Behringer WING usb audio - cyclic xruns dependent on periods/buffers
I've got a Behringer WING digital mixer which is equipped with a USB interface supporting 48 in, 48 out at 44.1 or 48kHz. It's plugged into a USB3 interface and for the most part it seems to work well as a class-compliant audio interface, but I'm struggling to eliminate xruns and it's starting to feel either driver or hardware quirk related issue.
I've done all the usual things -- I'm running a PREEMPT_RT kernel, set up the realtime priorities of Jack and the relevant USB IRQ to no avail. I'm doing most of the debugging remotely over ssh with X shutdown and most other processes on the system stopped. There's nothing plugged into the computer beyond network, keyboard, mouse and the audio interface.
I'm currently testing on kernel 5.10.0-rc5 with preempt-rt patches, but I've previously seen the same things on 5.4-rt (Debian backports) and 5.8 (self-compiled).
The xruns are characterised by bursts of "retire_capture_urb" warnings in the kernel logs (and in particular the frame status for everything in those URBs is EXDEV, meaning I think that the frames haven't been consumed by the time it's retired). I've patched sound/driver/pcm.c to provide me with a bit more debugging information and it looks like usually it's almost always between 7-10 consecutive calls to retire_capture_urb that are affected.

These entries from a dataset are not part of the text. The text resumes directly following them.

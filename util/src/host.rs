//! Host platform utility functions

use std::env;
use std::path::PathBuf;

/// Name of the environment variable pointing at the software root directory.
pub const SW_ROOT_ENV_VAR: &str = "NAV_SW_ROOT";

/// Get the software root directory from the environment.
///
/// The `params` and `sessions` directories are expected to live directly under
/// this directory.
pub fn get_sw_root() -> Result<PathBuf, env::VarError> {
    env::var(SW_ROOT_ENV_VAR).map(PathBuf::from)
}
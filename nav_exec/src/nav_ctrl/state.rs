//! Implementations for the NavCtrl state structure

// ---------------------------------------------------------------------------
// IMPORTS
// ---------------------------------------------------------------------------

// External
use log::{debug, trace, warn};
use serde::Serialize;

// Internal
use super::NavCtrlError;
use crate::{
    calib::{self, FrameCalib},
    convergence::{GoalError, Thresholds},
    fuser::{self, select_source, FuserMode, PoseFuser},
    polar_ctrl::{self, PolarCtrl, PolarState},
    sensor_state::SensorSnapshot,
};
use comms_if::{eqpt::drive::VelocityCmd, tc::goal::GoalCmd};
use util::{module::State, session::Session};

// ---------------------------------------------------------------------------
// DATA STRUCTURES
// ---------------------------------------------------------------------------

/// Navigation control module state
#[derive(Debug, Default)]
pub struct NavCtrl {
    fuser: Option<PoseFuser>,

    ctrl: Option<PolarCtrl>,

    thresholds: Thresholds,
}

/// Data needed to initialise NavCtrl.
#[derive(Debug, Clone, Default)]
pub struct InitData {
    pub calib: calib::Params,
    pub fuser: fuser::Params,
    pub polar_ctrl: polar_ctrl::Params,
    pub thresholds: Thresholds,

    /// The goal, fixed for the whole run
    pub goal: GoalCmd,
}

/// Output of one NavCtrl cycle.
#[derive(Debug, Clone, Copy, Default, PartialEq, Serialize)]
pub struct OutputData {
    /// The demand to publish, or `None` if the cycle was skipped.
    pub cmd: Option<VelocityCmd>,

    /// True if the goal has been reached.
    pub goal_reached: bool,
}

/// Status report for NavCtrl processing.
#[derive(Debug, Clone, Copy, Default, PartialEq, Serialize)]
pub struct StatusReport {
    /// Source selected for this cycle
    pub source: FuserMode,

    /// A source was selected but gave a degenerate transform, so the cycle was skipped
    pub degenerate: bool,

    pub polar_state: Option<PolarState>,

    pub goal_error: Option<GoalError>,
}

// ---------------------------------------------------------------------------
// IMPLEMENTATIONS
// ---------------------------------------------------------------------------

impl State for NavCtrl {
    type InitData = InitData;
    type InitError = NavCtrlError;

    type InputData = SensorSnapshot;
    type OutputData = OutputData;
    type StatusReport = StatusReport;
    type ProcError = NavCtrlError;

    /// Initialise the NavCtrl module.
    ///
    /// All parameters are validated here, any invalid parameter is a fatal error.
    fn init(
        &mut self,
        init_data: Self::InitData,
        session: Option<&Session>,
    ) -> Result<(), Self::InitError> {
        init_data.thresholds.validate()?;

        let calib = FrameCalib::new(&init_data.calib)?;
        let fuser = PoseFuser::new(calib, &init_data.fuser, &init_data.goal)?;
        let ctrl = PolarCtrl::new(init_data.polar_ctrl)?;

        if let Some(s) = session {
            s.save("nav_ctrl/goal.json", init_data.goal);
        }

        self.fuser = Some(fuser);
        self.ctrl = Some(ctrl);
        self.thresholds = init_data.thresholds;

        Ok(())
    }

    /// Perform one cycle of navigation control.
    ///
    /// Cycles with no usable data, or whose data gives a degenerate transform, produce no
    /// demand.
    fn proc(
        &mut self,
        input_data: &Self::InputData,
    ) -> Result<(Self::OutputData, Self::StatusReport), Self::ProcError> {
        let fuser = self.fuser.as_mut().ok_or(NavCtrlError::NotInit)?;
        let ctrl = self.ctrl.as_ref().ok_or(NavCtrlError::NotInit)?;

        let mut report = StatusReport {
            source: select_source(input_data),
            ..Default::default()
        };

        let fused = match fuser.fuse(input_data) {
            Ok(Some(f)) => f,
            Ok(None) => {
                trace!("No new sensor data, skipping cycle");
                return Ok((OutputData::default(), report));
            }
            Err(e) => {
                warn!("{}, skipping cycle", e);
                report.degenerate = true;
                return Ok((OutputData::default(), report));
            }
        };

        let polar_state = ctrl.polar_state(&fused.robot_from_goal);
        let cmd = ctrl.command(&polar_state);

        let goal_error = GoalError::from_robot_from_goal(&fused.robot_from_goal);
        let goal_reached = self.thresholds.is_reached(&goal_error);

        debug!(
            "{:?}: rho = {:.4}, alpha = {:.4}, beta = {:.4}, v = {:.4}, w = {:.4}",
            fused.source,
            polar_state.rho,
            polar_state.alpha,
            polar_state.beta,
            cmd.linear_ms,
            cmd.angular_rads
        );

        report.polar_state = Some(polar_state);
        report.goal_error = Some(goal_error);

        Ok((
            OutputData {
                cmd: Some(cmd),
                goal_reached,
            },
            report,
        ))
    }
}
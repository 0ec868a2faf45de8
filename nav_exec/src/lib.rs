//! # Navigation library.
//!
//! Drives a wheeled robot to a goal pose using feedback from a fiducial marker, or dead reckoning
//! when no marker is in view.

// ------------------------------------------------------------------------------------------------
// MODULES
// ------------------------------------------------------------------------------------------------

/// Frame calibration - fixed transforms between the camera and the robot body
pub mod calib;

/// Convergence monitor - decides when the goal has been reached
pub mod convergence;

/// Pose fuser - selects a localisation source and computes the goal pose relative to the robot
pub mod fuser;

/// Navigation control - runs the pipeline at a fixed rate and publishes the demands
pub mod nav_ctrl;

/// Sensor normalisation - removes heading biases and remaps marker axes
pub mod norm;

/// Executable parameters
pub mod params;

/// Polar controller - computes velocity demands from the goal pose
pub mod polar_ctrl;

/// Shared sensor state - latest sample of each source and its new data flag
pub mod sensor_state;

/// Simulation client - kinematic simulation of the robot and its sensors
#[cfg(feature = "sim")]
pub mod sim_client;
//! Frame calibration parameters

// ---------------------------------------------------------------------------
// IMPORTS
// ---------------------------------------------------------------------------

// External
use serde::Deserialize;

// ---------------------------------------------------------------------------
// DATA STRUCTURES
// ---------------------------------------------------------------------------

/// Extrinsic parameters of the camera.
///
/// Defaults are those of the reference rig.
#[derive(Deserialize, Debug, Clone, PartialEq)]
#[serde(default)]
pub struct Params {
    /// Attitude of the camera in the robot body frame as roll, pitch, yaw (static XYZ).
    ///
    /// Units: radians,
    /// Frame: Robot body
    pub cam_att_euler_rad_rb: [f64; 3],

    /// Position of the camera's optical centre in the robot body frame.
    ///
    /// Units: meters,
    /// Frame: Robot body
    pub cam_pos_m_rb: [f64; 3],
}

impl Default for Params {
    fn default() -> Self {
        Self {
            cam_att_euler_rad_rb: [-1.67493, 0.01726275, -1.575038333],
            cam_pos_m_rb: [0.015, -0.009439617, 0.185],
        }
    }
}
//! # Drive Demands

// ------------------------------------------------------------------------------------------------
// IMPORTS
// ------------------------------------------------------------------------------------------------

use serde::{Deserialize, Serialize};

// ------------------------------------------------------------------------------------------------
// STRUCTS
// ------------------------------------------------------------------------------------------------

/// Body velocity demand sent to the actuation sink.
#[derive(Debug, Serialize, Deserialize, Clone, Copy, Default, PartialEq)]
pub struct VelocityCmd {
    /// Forward speed of the robot body.
    ///
    /// Positive speeds are "forwards", negative speeds are "backwards".
    ///
    /// Units: meters/second
    pub linear_ms: f64,

    /// Yaw rate of the robot body.
    ///
    /// Follows the right hand rule about the robot's Z+ (upwards) axis, so that a positive rate
    /// turns the robot to the left.
    ///
    /// Units: radians/second
    pub angular_rads: f64,
}

// ------------------------------------------------------------------------------------------------
// IMPLS
// ------------------------------------------------------------------------------------------------

impl VelocityCmd {
    pub fn new(linear_ms: f64, angular_rads: f64) -> Self {
        Self {
            linear_ms,
            angular_rads,
        }
    }

    /// Command bringing the robot to a full stop.
    pub fn stop() -> Self {
        Self::default()
    }

    pub fn is_stop(&self) -> bool {
        self.linear_ms == 0.0 && self.angular_rads == 0.0
    }
}
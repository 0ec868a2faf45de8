//! # Navigation Control Benchmark

use criterion::{black_box, criterion_group, criterion_main, Criterion};

use comms_if::{
    eqpt::{
        marker::{MarkerDetection, MarkerDetections},
        odom::{Displacement, Heading},
    },
    tc::goal::GoalCmd,
};
use nav_lib::{
    nav_ctrl::{InitData, NavCtrl},
    norm,
    sensor_state::SensorState,
};
use util::module::State;

fn nav_ctrl_benchmark(c: &mut Criterion) {
    // ---- Build the pipeline ----

    let mut nav_ctrl = NavCtrl::default();
    nav_ctrl
        .init(
            InitData {
                goal: GoalCmd::new(2.0, -1.0, 45.0),
                ..Default::default()
            },
            None,
        )
        .unwrap();

    let sensors = SensorState::new(&norm::Params::default()).unwrap();

    // ---- Dead reckoning cycle ----

    sensors
        .push_displacement(&Displacement::new([0.4, 0.1, 0.0]))
        .unwrap();
    sensors.push_heading(&Heading::from_yaw(0.2)).unwrap();
    let dr_snapshot = sensors.snapshot();
    sensors.consume(&dr_snapshot);

    c.bench_function("nav_ctrl dead reckoning cycle", |b| {
        b.iter(|| nav_ctrl.proc(black_box(&dr_snapshot)).unwrap())
    });

    // ---- Marker cycle ----

    sensors
        .push_marker(&MarkerDetections::new(vec![MarkerDetection {
            position_m_cam: [0.1, -0.05, 1.4],
            orientation_q_cam: [0.0, 0.0, 0.1, 0.995],
        }]))
        .unwrap();
    let marker_snapshot = sensors.snapshot();

    c.bench_function("nav_ctrl marker cycle", |b| {
        b.iter(|| nav_ctrl.proc(black_box(&marker_snapshot)).unwrap())
    });
}

criterion_group!(benches, nav_ctrl_benchmark);
criterion_main!(benches);
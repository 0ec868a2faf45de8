//! # Goal telecommand
//!
//! A run is started by a single goal pose. The goal cannot be changed once the run has started.

// ------------------------------------------------------------------------------------------------
// IMPORTS
// ------------------------------------------------------------------------------------------------

use serde::{Deserialize, Serialize};
use structopt::StructOpt;

// ------------------------------------------------------------------------------------------------
// STRUCTS
// ------------------------------------------------------------------------------------------------

/// Drive to a pose in the inertial frame.
#[derive(Debug, Copy, Clone, Default, Serialize, Deserialize, StructOpt, PartialEq)]
#[structopt(name = "goal")]
pub struct GoalCmd {
    /// X position of the goal in meters.
    #[structopt(allow_hyphen_values = true)]
    pub x_m: f64,

    /// Y position of the goal in meters.
    #[structopt(allow_hyphen_values = true)]
    pub y_m: f64,

    /// Final heading at the goal in degrees.
    ///
    /// Follows the right hand rule about the Z+ (upwards) axis, zero along the inertial X axis.
    #[structopt(allow_hyphen_values = true)]
    pub heading_deg: f64,
}

// ------------------------------------------------------------------------------------------------
// IMPLS
// ------------------------------------------------------------------------------------------------

impl GoalCmd {
    pub fn new(x_m: f64, y_m: f64, heading_deg: f64) -> Self {
        Self {
            x_m,
            y_m,
            heading_deg,
        }
    }

    /// Final heading at the goal in radians.
    pub fn heading_rad(&self) -> f64 {
        self.heading_deg.to_radians()
    }

    /// True if all components are finite numbers.
    pub fn is_valid(&self) -> bool {
        self.x_m.is_finite() && self.y_m.is_finite() && self.heading_deg.is_finite()
    }
}

#[cfg(test)]
mod test {
    use super::*;

    #[test]
    fn test_goal_from_args() {
        let goal = GoalCmd::from_iter(vec!["goal", "1.5", "-2", "-90"]);
        assert_eq!(goal, GoalCmd::new(1.5, -2.0, -90.0));
        assert!((goal.heading_rad() + std::f64::consts::FRAC_PI_2).abs() < 1e-12);
        assert!(goal.is_valid());
        assert!(!GoalCmd::new(std::f64::NAN, 0.0, 0.0).is_valid());
    }
}
//! Utility maths functions

// ---------------------------------------------------------------------------
// IMPORTS
// ---------------------------------------------------------------------------

use num_traits::{Float, FloatConst};

/// Wrap an angle into the range (-pi, pi].
///
/// `-pi` itself maps onto `+pi`, so the result is unique for every input angle.
pub fn wrap_pi<T>(angle: T) -> T
where
    T: Float + FloatConst,
{
    let pi = T::PI();

    let wrapped = pi - rem_euclid(pi - angle, pi + pi);

    // Round-off in rem_euclid can return exactly tau, which would give -pi
    if wrapped <= -pi {
        pi
    } else {
        wrapped
    }
}

/// Calculates the least nonnegative remainder of `lhs (mod rhs)`.
///
/// This function is taken from the std library as num is missing it.
///
/// In particular, the return value `r` satisfies `0.0 <= r < rhs.abs()` in
/// most cases. However, due to a floating point round-off error it can
/// result in `r == rhs.abs()` if `lhs` is much smaller than `rhs.abs()` in
/// magnitude and `lhs < 0.0`.
pub fn rem_euclid<T>(lhs: T, rhs: T) -> T
where
    T: Float,
{
    let r = lhs % rhs;
    if r < T::zero() {
        r + rhs.abs()
    } else {
        r
    }
}

#[cfg(test)]
mod test {
    use super::*;
    use approx::assert_abs_diff_eq;

    const PI: f64 = std::f64::consts::PI;
    const TAU: f64 = std::f64::consts::TAU;

    #[test]
    fn test_wrap_pi_range() {
        let mut angle = -50.0;
        while angle < 50.0 {
            let w = wrap_pi(angle);
            assert!(w > -PI && w <= PI, "wrap_pi({}) = {} out of range", angle, w);
            angle += 0.173;
        }
    }

    #[test]
    fn test_wrap_pi_bounds() {
        assert_eq!(wrap_pi(PI), PI);
        assert_eq!(wrap_pi(-PI), PI);
        assert_eq!(wrap_pi(0f64), 0f64);
        assert_abs_diff_eq!(wrap_pi(3.0 * PI), PI, epsilon = 1e-12);
        assert_abs_diff_eq!(wrap_pi(-PI / 2.0), -PI / 2.0, epsilon = 1e-15);
        assert_abs_diff_eq!(wrap_pi(PI + 0.1), -PI + 0.1, epsilon = 1e-12);
    }

    #[test]
    fn test_wrap_pi_periodic() {
        for &theta in [-3.0, -1.2, 0.0, 0.4, 2.9].iter() {
            for k in -5..=5 {
                assert_abs_diff_eq!(
                    wrap_pi(theta + TAU * k as f64),
                    wrap_pi(theta),
                    epsilon = 1e-9
                );
            }
        }
    }
}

The bursts of retire_capture_urb warnings seem roughly cyclic, with a cycle time that is dependent on the combination of the frames/period setting and the number of periods per buffer, though it doesn't appear to be a strictly linear thing: 512/2 (~170s cycle); 256/2 (~94s); 128/3 (~65s); 64/13 (~270s). I can't immediately see any definitive smoking gun in the urb or interrupt counts, but there is some grouping in the timings between the xruns. Taking 64 frames, 5 periods, it's usually 50s, but sometimes 60s:
21:47:57 50s since xrun 4 21:48:47 50s since xrun 5 21:49:46 59s since xrun 6 21:50:46 60s since xrun 7 21:51:36 50s since xrun 8 21:52:36 60s since xrun 9 21:53:36 60s since xrun 10 21:54:37 61s since xrun 11 21:55:27 50s since xrun 12 21:56:27 60s since xrun 13 21:57:27 60s since xrun 14 21:58:17 50s since xrun 15 21:59:16 59s since xrun 16 22:00:06 50s since xrun 17 22:00:56 50s since xrun 18 ...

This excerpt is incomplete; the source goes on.